**WHAT IS REQUIRED**
Print, exactly as they stand, the lines from the start of the listing to the line containing "priority or one the", inclusive.

**AVAILABLE RECORDS**
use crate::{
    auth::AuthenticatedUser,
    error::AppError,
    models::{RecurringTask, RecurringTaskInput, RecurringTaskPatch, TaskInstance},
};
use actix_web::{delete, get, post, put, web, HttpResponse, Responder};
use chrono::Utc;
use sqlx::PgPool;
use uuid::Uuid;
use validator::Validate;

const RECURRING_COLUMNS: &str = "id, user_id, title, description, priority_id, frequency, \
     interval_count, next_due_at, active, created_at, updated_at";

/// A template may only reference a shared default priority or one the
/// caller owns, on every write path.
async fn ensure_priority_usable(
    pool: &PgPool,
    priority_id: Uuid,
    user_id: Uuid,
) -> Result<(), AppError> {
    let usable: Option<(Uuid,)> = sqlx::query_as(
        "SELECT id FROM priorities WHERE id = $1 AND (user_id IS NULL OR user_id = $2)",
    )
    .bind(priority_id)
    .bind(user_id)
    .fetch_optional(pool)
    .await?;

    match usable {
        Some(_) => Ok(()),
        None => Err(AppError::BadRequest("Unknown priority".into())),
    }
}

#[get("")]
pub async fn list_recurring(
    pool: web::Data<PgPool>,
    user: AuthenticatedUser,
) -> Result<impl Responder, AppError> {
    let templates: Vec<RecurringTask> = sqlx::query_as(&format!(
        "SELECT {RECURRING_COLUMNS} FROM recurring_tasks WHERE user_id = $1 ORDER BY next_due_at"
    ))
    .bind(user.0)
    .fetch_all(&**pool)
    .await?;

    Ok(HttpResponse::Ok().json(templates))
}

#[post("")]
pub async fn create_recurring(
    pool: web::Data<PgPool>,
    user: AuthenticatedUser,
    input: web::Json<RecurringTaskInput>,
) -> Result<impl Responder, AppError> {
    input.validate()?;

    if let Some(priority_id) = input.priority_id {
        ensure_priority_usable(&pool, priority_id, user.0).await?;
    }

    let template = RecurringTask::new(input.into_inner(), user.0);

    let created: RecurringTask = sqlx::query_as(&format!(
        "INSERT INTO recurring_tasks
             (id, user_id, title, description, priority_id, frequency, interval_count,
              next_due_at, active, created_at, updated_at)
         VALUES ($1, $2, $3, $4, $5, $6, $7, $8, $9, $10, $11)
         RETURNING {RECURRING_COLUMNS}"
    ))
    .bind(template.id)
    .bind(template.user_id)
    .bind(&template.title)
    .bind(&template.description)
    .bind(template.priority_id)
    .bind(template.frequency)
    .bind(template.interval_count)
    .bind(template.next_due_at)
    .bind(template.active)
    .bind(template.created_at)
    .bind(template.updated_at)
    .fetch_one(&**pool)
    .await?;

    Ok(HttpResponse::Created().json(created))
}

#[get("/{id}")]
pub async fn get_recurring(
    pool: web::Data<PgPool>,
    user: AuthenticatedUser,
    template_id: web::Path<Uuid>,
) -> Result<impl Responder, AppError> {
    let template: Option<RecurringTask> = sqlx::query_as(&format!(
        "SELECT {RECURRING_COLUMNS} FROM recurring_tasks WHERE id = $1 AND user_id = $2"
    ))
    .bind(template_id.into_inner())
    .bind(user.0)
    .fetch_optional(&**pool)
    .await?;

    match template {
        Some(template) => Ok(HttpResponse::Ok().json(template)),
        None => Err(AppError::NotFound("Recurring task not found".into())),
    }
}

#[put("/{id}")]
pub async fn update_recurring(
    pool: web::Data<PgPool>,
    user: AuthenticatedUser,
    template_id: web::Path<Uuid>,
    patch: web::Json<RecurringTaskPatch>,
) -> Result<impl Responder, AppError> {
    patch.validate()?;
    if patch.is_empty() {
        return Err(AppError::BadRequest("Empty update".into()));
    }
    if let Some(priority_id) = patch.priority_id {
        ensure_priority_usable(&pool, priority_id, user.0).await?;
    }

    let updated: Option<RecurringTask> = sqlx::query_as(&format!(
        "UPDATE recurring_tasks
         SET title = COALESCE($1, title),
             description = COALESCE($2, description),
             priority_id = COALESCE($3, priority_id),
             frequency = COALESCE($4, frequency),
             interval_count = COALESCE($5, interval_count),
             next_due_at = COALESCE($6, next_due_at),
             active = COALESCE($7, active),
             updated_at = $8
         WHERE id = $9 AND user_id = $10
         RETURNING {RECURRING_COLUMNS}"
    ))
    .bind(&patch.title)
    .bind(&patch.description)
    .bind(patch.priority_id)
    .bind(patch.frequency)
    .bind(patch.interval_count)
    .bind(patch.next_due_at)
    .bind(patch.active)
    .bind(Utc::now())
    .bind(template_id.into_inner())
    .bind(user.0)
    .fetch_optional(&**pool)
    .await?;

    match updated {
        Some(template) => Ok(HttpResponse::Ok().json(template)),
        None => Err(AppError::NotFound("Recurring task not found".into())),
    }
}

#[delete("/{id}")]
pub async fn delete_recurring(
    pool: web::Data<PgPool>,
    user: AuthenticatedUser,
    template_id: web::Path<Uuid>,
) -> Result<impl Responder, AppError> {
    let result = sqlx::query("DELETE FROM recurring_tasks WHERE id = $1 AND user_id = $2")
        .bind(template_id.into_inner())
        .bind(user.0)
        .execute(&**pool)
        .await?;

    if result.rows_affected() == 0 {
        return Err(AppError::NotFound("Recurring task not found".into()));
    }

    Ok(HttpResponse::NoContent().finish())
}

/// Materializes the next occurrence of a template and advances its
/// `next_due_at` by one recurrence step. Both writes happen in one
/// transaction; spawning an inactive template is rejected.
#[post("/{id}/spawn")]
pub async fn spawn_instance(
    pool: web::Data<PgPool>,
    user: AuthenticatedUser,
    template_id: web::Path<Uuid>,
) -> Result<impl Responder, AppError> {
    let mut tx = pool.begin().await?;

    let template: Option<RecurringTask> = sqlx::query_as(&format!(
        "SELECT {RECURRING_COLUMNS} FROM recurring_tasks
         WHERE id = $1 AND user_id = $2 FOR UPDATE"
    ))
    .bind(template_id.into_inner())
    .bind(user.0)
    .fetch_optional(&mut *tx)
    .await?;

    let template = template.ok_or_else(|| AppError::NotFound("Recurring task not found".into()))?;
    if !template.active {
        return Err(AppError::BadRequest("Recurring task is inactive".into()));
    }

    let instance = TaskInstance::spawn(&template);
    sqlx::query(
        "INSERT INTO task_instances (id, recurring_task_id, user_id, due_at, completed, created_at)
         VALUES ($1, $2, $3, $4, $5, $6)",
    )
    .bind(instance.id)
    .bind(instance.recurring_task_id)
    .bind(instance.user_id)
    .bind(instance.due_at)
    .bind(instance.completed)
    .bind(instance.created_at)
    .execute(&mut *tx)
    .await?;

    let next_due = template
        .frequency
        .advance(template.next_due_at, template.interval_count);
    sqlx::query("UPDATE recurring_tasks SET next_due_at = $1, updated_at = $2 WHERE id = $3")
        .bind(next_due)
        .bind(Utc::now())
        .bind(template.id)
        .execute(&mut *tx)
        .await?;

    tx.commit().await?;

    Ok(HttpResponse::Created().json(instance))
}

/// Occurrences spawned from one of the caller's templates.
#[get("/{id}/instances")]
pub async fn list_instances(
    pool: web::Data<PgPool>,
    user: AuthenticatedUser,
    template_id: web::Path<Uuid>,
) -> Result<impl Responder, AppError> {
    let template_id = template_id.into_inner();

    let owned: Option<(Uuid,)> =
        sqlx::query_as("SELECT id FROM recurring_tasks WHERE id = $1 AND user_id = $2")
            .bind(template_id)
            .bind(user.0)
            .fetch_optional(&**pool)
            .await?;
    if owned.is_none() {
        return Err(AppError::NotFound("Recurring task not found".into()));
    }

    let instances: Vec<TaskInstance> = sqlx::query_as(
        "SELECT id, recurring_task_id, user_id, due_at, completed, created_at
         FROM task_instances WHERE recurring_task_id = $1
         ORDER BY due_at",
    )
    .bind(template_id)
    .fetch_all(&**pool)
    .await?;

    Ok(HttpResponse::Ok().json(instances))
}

**RESPONSE**
use crate::{
    auth::AuthenticatedUser,
    error::AppError,
    models::{RecurringTask, RecurringTaskInput, RecurringTaskPatch, TaskInstance},
};
use actix_web::{delete, get, post, put, web, HttpResponse, Responder};
use chrono::Utc;
use sqlx::PgPool;
use uuid::Uuid;
use validator::Validate;

const RECURRING_COLUMNS: &str = "id, user_id, title, description, priority_id, frequency, \
     interval_count, next_due_at, active, created_at, updated_at";

/// A template may only reference a shared default priority or one the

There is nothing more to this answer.